§ **SOURCE INFORMATION**:
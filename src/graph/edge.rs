//! Defines the `Relationship` type, representing a typed, directed link between two nodes.

use super::node::NodeId;
use petgraph::graph::EdgeIndex;

/// A unique identifier for a relationship within the graph.
pub type RelId = EdgeIndex;

/// Which end of a relationship a lookup is anchored on.
#[derive(Debug, Clone, Copy, PartialEq, Eq, Hash)]
pub enum Direction {
    /// Relationships that start at the node.
    Outgoing,
    /// Relationships that end at the node.
    Incoming,
    /// Relationships on either end of the node.
    Both,
}

/// A resolved relationship handed out by a graph store.
///
/// Example: `(:Revision)-[:CAPTURE]->(:Capture)` has the revision as `start`
/// and the capture as `end`.
#[derive(Debug, Clone, PartialEq, Eq)]
pub struct Relationship {
    pub id: RelId,
    pub start: NodeId,
    pub end: NodeId,
    pub rel_type: String,
}

impl Relationship {
    /// The node at the far side of this relationship when viewed from `node`.
    pub fn other(&self, node: NodeId) -> NodeId {
        if self.start == node { self.end } else { self.start }
    }
}
//! Defines the property graph the resolver reads, and the access seam to it.
pub mod access;
pub mod edge;
pub mod node;
pub mod storage;
pub mod traversal;

// Re-export key types for convenient access
pub use access::GraphAccess;
pub use edge::{Direction, RelId, Relationship};
pub use node::{Labels, NodeData, NodeId, Value};
pub use storage::PropertyGraph;
pub use traversal::{Evaluation, Path, Traverser};
//! Defines the `Node` payload and its property values, representing a single
//! vertex of the revision graph (instrument, feed, series, revision, capture or date).

use chrono::{NaiveDate, NaiveDateTime};
use petgraph::graph::NodeIndex;
use serde::{Deserialize, Serialize};
use smallvec::SmallVec;
use std::collections::BTreeMap;
use std::fmt;

/// A unique, stable identifier for a node within the graph.
///
/// This is a type alias for `petgraph::graph::NodeIndex` to abstract the
/// underlying graph implementation.
pub type NodeId = NodeIndex;

/// The label set of a node. Nearly every node carries a single label.
pub type Labels = SmallVec<[String; 2]>;

/// A single property value stored on a node.
///
/// The variants mirror what upstream ingestion writes: codes and names are
/// strings, versions are integers, captured values are floats and dates are
/// calendar dates (occasionally written with a time component).
#[derive(Debug, Clone, PartialEq, Serialize, Deserialize)]
pub enum Value {
    Bool(bool),
    Int(i64),
    Float(f64),
    String(String),
    Date(NaiveDate),
    DateTime(NaiveDateTime),
}

impl Value {
    pub fn as_str(&self) -> Option<&str> {
        match self {
            Value::String(s) => Some(s),
            _ => None,
        }
    }

    /// Integers are widened, everything else is non-numeric.
    pub fn as_f64(&self) -> Option<f64> {
        match self {
            Value::Float(f) => Some(*f),
            Value::Int(i) => Some(*i as f64),
            _ => None,
        }
    }

    /// Reads a non-negative integer, accepting its decimal string form as well.
    pub fn as_u64(&self) -> Option<u64> {
        match self {
            Value::Int(i) => u64::try_from(*i).ok(),
            Value::String(s) => s.trim().parse::<u64>().ok(),
            _ => None,
        }
    }

    /// Reads a calendar date.
    ///
    /// Strings are cut to their first ten characters before parsing, so both
    /// `2020-01-03` and `2020-01-03T00:00:00Z` yield the same local date.
    pub fn as_date(&self) -> Option<NaiveDate> {
        match self {
            Value::Date(d) => Some(*d),
            Value::DateTime(dt) => Some(dt.date()),
            Value::String(s) => {
                let head = s.get(..10)?;
                NaiveDate::parse_from_str(head, "%Y-%m-%d").ok()
            }
            _ => None,
        }
    }
}

impl fmt::Display for Value {
    fn fmt(&self, f: &mut fmt::Formatter<'_>) -> fmt::Result {
        match self {
            Value::Bool(b) => write!(f, "{}", b),
            Value::Int(i) => write!(f, "{}", i),
            Value::Float(x) => write!(f, "{}", x),
            Value::String(s) => write!(f, "{:?}", s),
            Value::Date(d) => write!(f, "{}", d),
            Value::DateTime(dt) => write!(f, "{}", dt),
        }
    }
}

impl From<&str> for Value {
    fn from(s: &str) -> Self { Value::String(s.to_string()) }
}

impl From<String> for Value {
    fn from(s: String) -> Self { Value::String(s) }
}

impl From<i64> for Value {
    fn from(i: i64) -> Self { Value::Int(i) }
}

impl From<f64> for Value {
    fn from(x: f64) -> Self { Value::Float(x) }
}

impl From<NaiveDate> for Value {
    fn from(d: NaiveDate) -> Self { Value::Date(d) }
}

/// The weight stored on every graph vertex.
///
/// A node is pure data: its labels and its properties. Topology lives in the
/// graph's edge set, not here.
#[derive(Debug, Clone, Default, PartialEq, Serialize, Deserialize)]
pub struct NodeData {
    pub labels: Labels,
    pub properties: BTreeMap<String, Value>,
}

impl NodeData {
    pub fn new<L, S>(labels: L) -> Self
    where
        L: IntoIterator<Item = S>,
        S: Into<String>,
    {
        Self {
            labels: labels.into_iter().map(Into::into).collect(),
            properties: BTreeMap::new(),
        }
    }

    /// Builder-style property setter.
    pub fn with(mut self, key: &str, value: impl Into<Value>) -> Self {
        self.properties.insert(key.to_string(), value.into());
        self
    }

    pub fn has_label(&self, label: &str) -> bool {
        self.labels.iter().any(|l| l == label)
    }
}
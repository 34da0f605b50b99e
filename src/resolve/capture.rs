//! capture.rs
//! Turns one revision into its observations: revision -> capture -> dates.

use super::error::{Malformation, ResolveError};
use super::observation::{ResolvedObservation, RevisionBatch};
use crate::graph::{Direction, Evaluation, GraphAccess, NodeId, Path, Value};
use crate::schema::Schema;

pub struct CaptureExtractor<'a, G: ?Sized> {
    graph: &'a G,
    schema: &'a Schema,
}

impl<'a, G: GraphAccess + ?Sized> CaptureExtractor<'a, G> {
    pub fn new(graph: &'a G, schema: &'a Schema) -> Self {
        Self { graph, schema }
    }

    /// Extracts every observation a revision contributes.
    ///
    /// The capture's scalar value is broadcast to every date node reachable
    /// from it over `ON` relationships. Descent stops at the first date node
    /// on each path; non-date nodes are skipped but still explored.
    pub fn extract(&self, revision: NodeId) -> Result<RevisionBatch, ResolveError> {
        let version = self.version(revision)?;
        let capture = self.capture(revision)?;
        let value = self.value(capture)?;

        let date_label = self.schema.date_label.as_str();
        let is_date = |path: &Path| {
            if self.graph.has_label(path.end(), date_label) {
                Evaluation::IncludeAndPrune
            } else {
                Evaluation::ExcludeAndContinue
            }
        };

        let observations = self
            .graph
            .traverse(capture, &self.schema.on_relationship, Direction::Outgoing, is_date)
            .map(|path| -> Result<ResolvedObservation, ResolveError> {
                let date = self.date(path.end())?;
                Ok(ResolvedObservation { date, value, version })
            })
            .collect::<Result<Vec<_>, ResolveError>>()?;

        Ok(RevisionBatch { revision, capture, version, value, observations })
    }

    fn capture(&self, revision: NodeId) -> Result<NodeId, ResolveError> {
        let rels = self.graph.relationships(revision, Some(&self.schema.capture_relationship), Direction::Outgoing);
        match rels.as_slice() {
            [only] => Ok(only.end),
            other => Err(ResolveError::malformed(revision, Malformation::CaptureCount { found: other.len() })),
        }
    }

    fn version(&self, revision: NodeId) -> Result<u64, ResolveError> {
        let key = &self.schema.version_key;
        let raw = self.required(revision, key)?;
        raw.as_u64().ok_or_else(|| {
            ResolveError::malformed(revision, Malformation::InvalidVersion { key: key.clone(), raw: raw.to_string() })
        })
    }

    fn value(&self, capture: NodeId) -> Result<f64, ResolveError> {
        let key = &self.schema.value_key;
        let raw = self.required(capture, key)?;
        raw.as_f64().ok_or_else(|| {
            ResolveError::malformed(capture, Malformation::NonNumeric { key: key.clone(), raw: raw.to_string() })
        })
    }

    fn date(&self, node: NodeId) -> Result<chrono::NaiveDate, ResolveError> {
        let key = &self.schema.date_key;
        let raw = self.required(node, key)?;
        raw.as_date().ok_or_else(|| {
            ResolveError::malformed(node, Malformation::UnparseableDate { key: key.clone(), raw: raw.to_string() })
        })
    }

    fn required(&self, node: NodeId, key: &str) -> Result<Value, ResolveError> {
        self.graph
            .property(node, key)
            .ok_or_else(|| ResolveError::malformed(node, Malformation::MissingProperty { key: key.to_string() }))
    }
}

§ **ACTIVITY**:
Above are some lines. Repeat exactly, and only, those from the line that has "pub mod storage;" through the line that has "a time component).".

§ **SOLUTION TO THE EXERCISE**:
pub mod storage;
pub mod traversal;

// Re-export key types for convenient access
pub use access::GraphAccess;
pub use edge::{Direction, RelId, Relationship};
pub use node::{Labels, NodeData, NodeId, Value};
pub use storage::PropertyGraph;
pub use traversal::{Evaluation, Path, Traverser};
//! Defines the `Node` payload and its property values, representing a single
//! vertex of the revision graph (instrument, feed, series, revision, capture or date).

use chrono::{NaiveDate, NaiveDateTime};
use petgraph::graph::NodeIndex;
use serde::{Deserialize, Serialize};
use smallvec::SmallVec;
use std::collections::BTreeMap;
use std::fmt;

/// A unique, stable identifier for a node within the graph.
///
/// This is a type alias for `petgraph::graph::NodeIndex` to abstract the
/// underlying graph implementation.
pub type NodeId = NodeIndex;

/// The label set of a node. Nearly every node carries a single label.
pub type Labels = SmallVec<[String; 2]>;

/// A single property value stored on a node.
///
/// The variants mirror what upstream ingestion writes: codes and names are
/// strings, versions are integers, captured values are floats and dates are
/// calendar dates (occasionally written with a time component).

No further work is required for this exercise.